Try it — Return, word for word, only the lines of the data below that lie between the line with "policy, drives the" and the line with "use controller::Controller;", those two lines included.

Collected data:
• • •

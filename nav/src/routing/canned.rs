//! Canned route client for offline runs
//!
//! Returns a fixed route after an optional delay, standing in for the
//! routing backend when there is no network: demo runs, integration
//! tests, development.

use async_trait::async_trait;
use pathcodec::Coordinate;
use std::time::Duration;
use tokio::time::sleep;

use super::{RouteClient, RouteError};
use crate::domain::Route;

/// Demo shape used when none is configured (three points in the Sierra
/// Nevada, the canonical sample for this path encoding)
pub const DEMO_SHAPE: &str = "_p~iF~ps|U_ulLnnqC_mqNvxq`@";

/// Route client that always returns the same route
pub struct CannedRouteClient {
    route: Route,
    delay: Duration,
}

impl CannedRouteClient {
    /// Serve the given route after `delay`
    pub fn new(route: Route, delay: Duration) -> Self {
        Self { route, delay }
    }

    /// A demo instance: the sample shape, four instructions, one second
    /// of simulated backend latency
    pub fn demo() -> Self {
        Self::new(
            Route::new(
                DEMO_SHAPE,
                vec![
                    "Turn right".to_string(),
                    "Continue straight for 1 km".to_string(),
                    "Turn left".to_string(),
                    "You have arrived at your destination".to_string(),
                ],
            ),
            Duration::from_secs(1),
        )
    }
}

#[async_trait]
impl RouteClient for CannedRouteClient {
    async fn fetch_route(&self, _origin: Coordinate, _destination: Coordinate) -> Result<Route, RouteError> {
        sleep(self.delay).await;
        Ok(self.route.clone())
    }
}
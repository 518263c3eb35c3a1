//! Domain types shared across the session controller
//!
//! Value types only: position fixes as emitted by a source, routes as
//! returned by a routing backend, and the externally visible session
//! snapshot. All of them are immutable once constructed; the controller
//! replaces, never patches.

mod fix;
mod route;
mod snapshot;

pub use fix::PositionFix;
pub use route::Route;
pub use snapshot::{ActiveRoute, SessionFault, SessionSnapshot};
//! Navigation session controller
//!
//! One session = one actor task owning all mutable state, plus cloneable
//! handles. The actor consumes position fixes, applies the reroute
//! policy, drives the route client, and publishes `SessionSnapshot`s
//! through a single-writer watch cell.

mod controller;
mod handle;

use std::sync::Arc;

use tokio::sync::{mpsc, watch};
use tracing::info;
use uuid::Uuid;

use pathcodec::Coordinate;

use crate::config::SessionConfig;
use crate::domain::{PositionFix, SessionSnapshot};
use crate::position::PositionSource;
use crate::routing::RouteClient;

use controller::Controller;
pub(crate) use controller::SessionCommand;
pub use handle::SessionHandle;

/// Entry point for running navigation sessions
pub struct NavigationSession;

impl NavigationSession {
    /// Start a session toward `destination`
    ///
    /// Subscribes to the position source, spawns the controller task and
    /// returns a handle. The snapshot starts at `Idle` and moves to
    /// `Loading` as soon as the controller begins consuming fixes.
    pub fn start(
        destination: Coordinate,
        source: &dyn PositionSource,
        router: Arc<dyn RouteClient>,
        config: SessionConfig,
    ) -> SessionHandle {
        Self::start_with_fixes(destination, source.subscribe(), router, config)
    }

    /// Start a session from an already-open fix channel
    ///
    /// For adapters that own their fix stream directly, and for tests
    /// that script exact fix sequences.
    pub fn start_with_fixes(
        destination: Coordinate,
        fixes: mpsc::Receiver<PositionFix>,
        router: Arc<dyn RouteClient>,
        config: SessionConfig,
    ) -> SessionHandle {
        let id = Uuid::now_v7();
        let (command_tx, command_rx) = mpsc::channel(8);
        let (snapshot_tx, snapshot_rx) = watch::channel(SessionSnapshot::Idle);

        let controller = Controller::new(id, destination, config, router, fixes, command_rx, snapshot_tx);
        tokio::spawn(controller.run());

        info!(session = %id, dest_lat = destination.lat, dest_lon = destination.lon, "session spawned");

        SessionHandle::new(id, command_tx, snapshot_rx)
    }
}
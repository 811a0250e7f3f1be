//! Batch video compression through an external `ffmpeg`, run by a fixed-size
//! worker pool with live progress and cooperative cancellation.

pub mod cancel;
pub mod codecs;
pub mod config;
pub mod error;
pub mod estimate;
pub mod events;
pub mod ffmpeg;
pub mod filescanner;
pub mod fstools;
pub mod job;
pub mod progress;
pub mod quality;
pub mod queue_processor;
pub mod terminal;
pub mod transcoder;

#[cfg(test)]
mod test_support;

pub use cancel::CancellationToken;
pub use config::RunnerConfig;
pub use error::{FailureReason, RunnerError};
pub use events::{BatchSummary, EventSink};
pub use job::{JobResult, JobSpec, Outcome};
pub use progress::{BatchSnapshot, ProgressAggregator};
pub use queue_processor::BatchRunner;
pub use transcoder::{Invoke, Transcoder};
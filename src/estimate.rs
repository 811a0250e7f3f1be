//! Rough savings preview shown before a batch starts. Purely presentational;
//! the runner never consults it.

use crate::quality::Quality;

/// Expected output size as a fraction of the input, falling 5% per quality
/// step above 17 and clamped to [0.1, 0.9].
pub fn output_ratio(quality: Quality) -> f64 {
    let ratio = 1.0 - (quality.value() as f64 - 17.0) * 0.05;
    ratio.clamp(0.1, 0.9)
}

pub fn estimated_savings(total_input_bytes: u64, quality: Quality) -> u64 {
    (total_input_bytes as f64 * (1.0 - output_ratio(quality))).round() as u64
}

• • •

Exercise output —
//! policy, drives the route client, and publishes `SessionSnapshot`s
//! through a single-writer watch cell.

mod controller;
mod handle;

use std::sync::Arc;

use tokio::sync::{mpsc, watch};
use tracing::info;
use uuid::Uuid;

use pathcodec::Coordinate;

use crate::config::SessionConfig;
use crate::domain::{PositionFix, SessionSnapshot};
use crate::position::PositionSource;
use crate::routing::RouteClient;

use controller::Controller;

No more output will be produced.